INPUT FOR THIS TASK Start Marker

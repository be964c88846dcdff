//! Feature flag route handlers.

use axum::{
    extract::{Path, Query, State},
    http::StatusCode,
    response::IntoResponse,
    routing::{get, post},
    Json, Router,
};
use domain::models::feature_flag::{
    CreateFeatureFlagRequest, EvaluateFlagQuery, FlagEvaluationResponse, ListFeatureFlagsQuery,
    UpdateFeatureFlagRequest,
};

use crate::app::AppState;
use crate::error::ApiError;
use crate::extractors::AdminIdentity;

/// Admin routes:
/// - GET/POST /api/admin/v1/feature-flags
/// - GET/PUT/DELETE /api/admin/v1/feature-flags/:key
/// - POST /api/admin/v1/feature-flags/:key/toggle
pub fn admin_router() -> Router<AppState> {
    Router::new()
        .route("/", get(list_flags).post(create_flag))
        .route("/:key", get(get_flag).put(update_flag).delete(delete_flag))
        .route("/:key/toggle", post(toggle_flag))
}

/// Service routes:
/// - GET /api/v1/feature-flags/:key/evaluate?user_id&role
pub fn service_router() -> Router<AppState> {
    Router::new().route("/:key/evaluate", get(evaluate_flag))
}

async fn list_flags(
    State(state): State<AppState>,
    _admin: AdminIdentity,
    Query(query): Query<ListFeatureFlagsQuery>,
) -> Result<impl IntoResponse, ApiError> {
    let flags = state.feature_flags.list(&query).await?;
    Ok(Json(serde_json::json!({ "data": flags })))
}

async fn create_flag(
    State(state): State<AppState>,
    admin: AdminIdentity,
    Json(request): Json<CreateFeatureFlagRequest>,
) -> Result<impl IntoResponse, ApiError> {
    let flag = state
        .feature_flags
        .create(request, Some(admin.as_str()))
        .await?;
    Ok((StatusCode::CREATED, Json(flag)))
}

async fn get_flag(
    State(state): State<AppState>,
    _admin: AdminIdentity,
    Path(key): Path<String>,
) -> Result<impl IntoResponse, ApiError> {
    Ok(Json(state.feature_flags.get(&key).await?))
}

async fn update_flag(
    State(state): State<AppState>,
    admin: AdminIdentity,
    Path(key): Path<String>,
    Json(request): Json<UpdateFeatureFlagRequest>,
) -> Result<impl IntoResponse, ApiError> {
    let flag = state
        .feature_flags
        .update(&key, request, Some(admin.as_str()))
        .await?;
    Ok(Json(flag))
}

async fn toggle_flag(
    State(state): State<AppState>,
    admin: AdminIdentity,
    Path(key): Path<String>,
) -> Result<impl IntoResponse, ApiError> {
    let flag = state
        .feature_flags
        .toggle(&key, Some(admin.as_str()))
        .await?;
    Ok(Json(flag))
}

async fn delete_flag(
    State(state): State<AppState>,
    admin: AdminIdentity,
    Path(key): Path<String>,
) -> Result<impl IntoResponse, ApiError> {
    state
        .feature_flags
        .delete(&key, Some(admin.as_str()))
        .await?;
    Ok(StatusCode::NO_CONTENT)
}

/// Always 200: unknown flags and store failures evaluate to disabled.
async fn evaluate_flag(
    State(state): State<AppState>,
    Path(key): Path<String>,
    Query(query): Query<EvaluateFlagQuery>,
) -> Json<FlagEvaluationResponse> {
    let enabled = state
        .feature_flags
        .is_enabled(&key, query.user_id.as_deref(), query.role.as_deref())
        .await;
    Json(FlagEvaluationResponse { key, enabled })
}
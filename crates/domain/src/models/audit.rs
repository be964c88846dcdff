//! Audit entry domain models.
//!
//! Entries are handed to an external audit sink and never read back here.

use chrono::{DateTime, Utc};
use serde::{Deserialize, Serialize};
use std::collections::BTreeMap;
use std::str::FromStr;

/// Actor types that can perform audited actions.
#[derive(Debug, Clone, Copy, PartialEq, Eq, Serialize, Deserialize)]
#[serde(rename_all = "snake_case")]
pub enum ActorType {
    /// Human administrator.
    Admin,
    /// Automated system process (background jobs).
    System,
}

impl std::fmt::Display for ActorType {
    fn fmt(&self, f: &mut std::fmt::Formatter<'_>) -> std::fmt::Result {
        match self {
            ActorType::Admin => write!(f, "admin"),
            ActorType::System => write!(f, "system"),
        }
    }
}

/// Audited actions following the format: resource.operation.
#[derive(Debug, Clone, Copy, PartialEq, Eq, Serialize, Deserialize)]
pub enum AuditAction {
    FeatureFlagCreate,
    FeatureFlagUpdate,
    FeatureFlagToggle,
    FeatureFlagDelete,
    DeletionRequestCreate,
    DeletionRequestReview,
    DeletionRequestApprove,
    DeletionRequestReject,
    DeletionRequestExecute,
    BackupCreate,
    BackupRestore,
    BackupDownload,
    BackupDelete,
}

impl AuditAction {
    pub fn as_str(&self) -> &'static str {
        match self {
            AuditAction::FeatureFlagCreate => "feature_flag.create",
            AuditAction::FeatureFlagUpdate => "feature_flag.update",
            AuditAction::FeatureFlagToggle => "feature_flag.toggle",
            AuditAction::FeatureFlagDelete => "feature_flag.delete",
            AuditAction::DeletionRequestCreate => "deletion_request.create",
            AuditAction::DeletionRequestReview => "deletion_request.review",
            AuditAction::DeletionRequestApprove => "deletion_request.approve",
            AuditAction::DeletionRequestReject => "deletion_request.reject",
            AuditAction::DeletionRequestExecute => "deletion_request.execute",
            AuditAction::BackupCreate => "backup.create",
            AuditAction::BackupRestore => "backup.restore",
            AuditAction::BackupDownload => "backup.download",
            AuditAction::BackupDelete => "backup.delete",
        }
    }
}

impl FromStr for AuditAction {
    type Err = String;

    fn from_str(s: &str) -> Result<Self, Self::Err> {
        match s {
            "feature_flag.create" => Ok(AuditAction::FeatureFlagCreate),
            "feature_flag.update" => Ok(AuditAction::FeatureFlagUpdate),
            "feature_flag.toggle" => Ok(AuditAction::FeatureFlagToggle),
            "feature_flag.delete" => Ok(AuditAction::FeatureFlagDelete),
            "deletion_request.create" => Ok(AuditAction::DeletionRequestCreate),
            "deletion_request.review" => Ok(AuditAction::DeletionRequestReview),
            "deletion_request.approve" => Ok(AuditAction::DeletionRequestApprove),
            "deletion_request.reject" => Ok(AuditAction::DeletionRequestReject),
            "deletion_request.execute" => Ok(AuditAction::DeletionRequestExecute),
            "backup.create" => Ok(AuditAction::BackupCreate),
            "backup.restore" => Ok(AuditAction::BackupRestore),
            "backup.download" => Ok(AuditAction::BackupDownload),
            "backup.delete" => Ok(AuditAction::BackupDelete),
            _ => Err(format!("Unknown audit action: {}", s)),
        }
    }
}

impl std::fmt::Display for AuditAction {
    fn fmt(&self, f: &mut std::fmt::Formatter<'_>) -> std::fmt::Result {
        f.write_str(self.as_str())
    }
}

/// A primitive metadata value.
#[derive(Debug, Clone, PartialEq, Serialize, Deserialize)]
#[serde(untagged)]
pub enum MetadataValue {
    Bool(bool),
    Int(i64),
    Float(f64),
    Text(String),
}

impl From<bool> for MetadataValue {
    fn from(v: bool) -> Self {
        MetadataValue::Bool(v)
    }
}

impl From<i64> for MetadataValue {
    fn from(v: i64) -> Self {
        MetadataValue::Int(v)
    }
}

impl From<u64> for MetadataValue {
    fn from(v: u64) -> Self {
        MetadataValue::Int(i64::try_from(v).unwrap_or(i64::MAX))
    }
}

impl From<f64> for MetadataValue {
    fn from(v: f64) -> Self {
        MetadataValue::Float(v)
    }
}

impl From<String> for MetadataValue {
    fn from(v: String) -> Self {
        MetadataValue::Text(v)
    }
}

impl From<&str> for MetadataValue {
    fn from(v: &str) -> Self {
        MetadataValue::Text(v.to_string())
    }
}

/// Open string-keyed map of primitives.
///
/// Keys used per action:
/// - `feature_flag.*`: `enabled`, `rollout_percentage`, `environment`
/// - `deletion_request.*`: `status`, `scheduled_deletion_date`, `items_deleted`, `reason`
/// - `backup.*`: `status`, `collections`, `expires_at`
pub type AuditMetadata = BTreeMap<String, MetadataValue>;

/// One audit record.
#[derive(Debug, Clone, PartialEq, Serialize)]
#[serde(rename_all = "snake_case")]
pub struct AuditEntry {
    pub timestamp: DateTime<Utc>,
    pub actor_type: ActorType,
    #[serde(skip_serializing_if = "Option::is_none")]
    pub actor_id: Option<String>,
    pub action: AuditAction,
    pub resource_type: String,
    #[serde(skip_serializing_if = "Option::is_none")]
    pub resource_id: Option<String>,
    #[serde(skip_serializing_if = "BTreeMap::is_empty")]
    pub metadata: AuditMetadata,
}
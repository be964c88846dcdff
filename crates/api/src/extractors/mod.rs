//! Custom Axum extractors.

pub mod admin;
pub mod client;

pub use admin::{AdminIdentity, ADMIN_ID_HEADER};
pub use client::{client_ip, ClientIp};
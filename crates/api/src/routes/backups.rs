//! Backup route handlers.

use axum::{
    body::Body,
    extract::{Path, Query, State},
    http::{header, HeaderValue, StatusCode},
    response::{IntoResponse, Response},
    routing::{get, post},
    Json, Router,
};
use domain::models::backup::{CreateBackupRequest, ListBackupsQuery, RestoreBackupRequest};
use domain::models::BackupRecord;
use domain::services::BackupPage;
use serde::Deserialize;
use tokio_util::io::ReaderStream;
use tracing::info;
use validator::Validate;

use crate::app::AppState;
use crate::error::ApiError;
use crate::extractors::AdminIdentity;
use crate::routes::ListResponse;

/// Admin routes:
/// - GET/POST /api/admin/v1/backups
/// - GET/DELETE /api/admin/v1/backups/:backup_id
/// - POST /api/admin/v1/backups/:backup_id/restore
/// - POST /api/admin/v1/backups/:backup_id/download
pub fn admin_router() -> Router<AppState> {
    Router::new()
        .route("/", get(list_backups).post(create_backup))
        .route("/:backup_id", get(get_backup).delete(delete_backup))
        .route("/:backup_id/restore", post(restore_backup))
        .route("/:backup_id/download", post(download_backup))
}

/// Signed download route:
/// - GET /api/v1/backups/download/:backup_id?expires&signature
pub fn download_router() -> Router<AppState> {
    Router::new().route("/download/:backup_id", get(stream_backup))
}

impl From<BackupPage> for ListResponse<BackupRecord> {
    fn from(page: BackupPage) -> Self {
        Self {
            data: page.data,
            pagination: page.pagination,
        }
    }
}

#[derive(Debug, Deserialize)]
pub struct SignedDownloadQuery {
    pub expires: i64,
    pub signature: String,
}

async fn list_backups(
    State(state): State<AppState>,
    _admin: AdminIdentity,
    Query(query): Query<ListBackupsQuery>,
) -> Result<impl IntoResponse, ApiError> {
    let page = state.backups.list(&query).await?;
    Ok(Json(ListResponse::from(page)))
}

/// Returns 202: the dump runs in the background.
async fn create_backup(
    State(state): State<AppState>,
    admin: AdminIdentity,
    Json(request): Json<CreateBackupRequest>,
) -> Result<impl IntoResponse, ApiError> {
    let record = state
        .backups
        .create_backup(request, Some(admin.as_str()))
        .await?;
    Ok((StatusCode::ACCEPTED, Json(record)))
}

async fn get_backup(
    State(state): State<AppState>,
    _admin: AdminIdentity,
    Path(backup_id): Path<String>,
) -> Result<impl IntoResponse, ApiError> {
    Ok(Json(state.backups.get(&backup_id).await?))
}

async fn restore_backup(
    State(state): State<AppState>,
    admin: AdminIdentity,
    Path(backup_id): Path<String>,
    Json(body): Json<RestoreBackupRequest>,
) -> Result<impl IntoResponse, ApiError> {
    body.validate()?;
    let record = state
        .backups
        .restore_backup(&backup_id, &body.confirm_backup_id, Some(admin.as_str()))
        .await?;
    Ok(Json(record))
}

async fn download_backup(
    State(state): State<AppState>,
    admin: AdminIdentity,
    Path(backup_id): Path<String>,
) -> Result<impl IntoResponse, ApiError> {
    let handle = state
        .backups
        .download_backup(&backup_id, Some(admin.as_str()))
        .await?;
    Ok(Json(handle))
}

async fn delete_backup(
    State(state): State<AppState>,
    admin: AdminIdentity,
    Path(backup_id): Path<String>,
) -> Result<impl IntoResponse, ApiError> {
    state
        .backups
        .delete_backup(&backup_id, Some(admin.as_str()))
        .await?;
    Ok(StatusCode::NO_CONTENT)
}

async fn stream_backup(
    State(state): State<AppState>,
    Path(backup_id): Path<String>,
    Query(query): Query<SignedDownloadQuery>,
) -> Result<Response, ApiError> {
    let (record, path) = state
        .backups
        .open_download(&backup_id, query.expires, &query.signature)
        .await?;

    let file = tokio::fs::File::open(&path).await.map_err(|e| {
        ApiError::NotFound(format!("Backup artifact unavailable: {}", e))
    })?;

    info!(backup_id = %backup_id, "Streaming backup artifact");

    let mut response = Body::from_stream(ReaderStream::new(file)).into_response();
    let headers = response.headers_mut();
    headers.insert(
        header::CONTENT_TYPE,
        HeaderValue::from_static("application/octet-stream"),
    );
    if let Ok(disposition) =
        HeaderValue::from_str(&format!("attachment; filename=\"{}.dump\"", record.backup_id))
    {
        headers.insert(header::CONTENT_DISPOSITION, disposition);
    }
    if let Some(size) = record.size.and_then(|s| u64::try_from(s).ok()) {
        headers.insert(header::CONTENT_LENGTH, HeaderValue::from(size));
    }

    Ok(response)
}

INPUT FOR THIS TASK End Marker

Please return all lines above in which the string "dump" is found.

/// Returns 202: the dump runs in the background.
        HeaderValue::from_str(&format!("attachment; filename=\"{}.dump\"", record.backup_id))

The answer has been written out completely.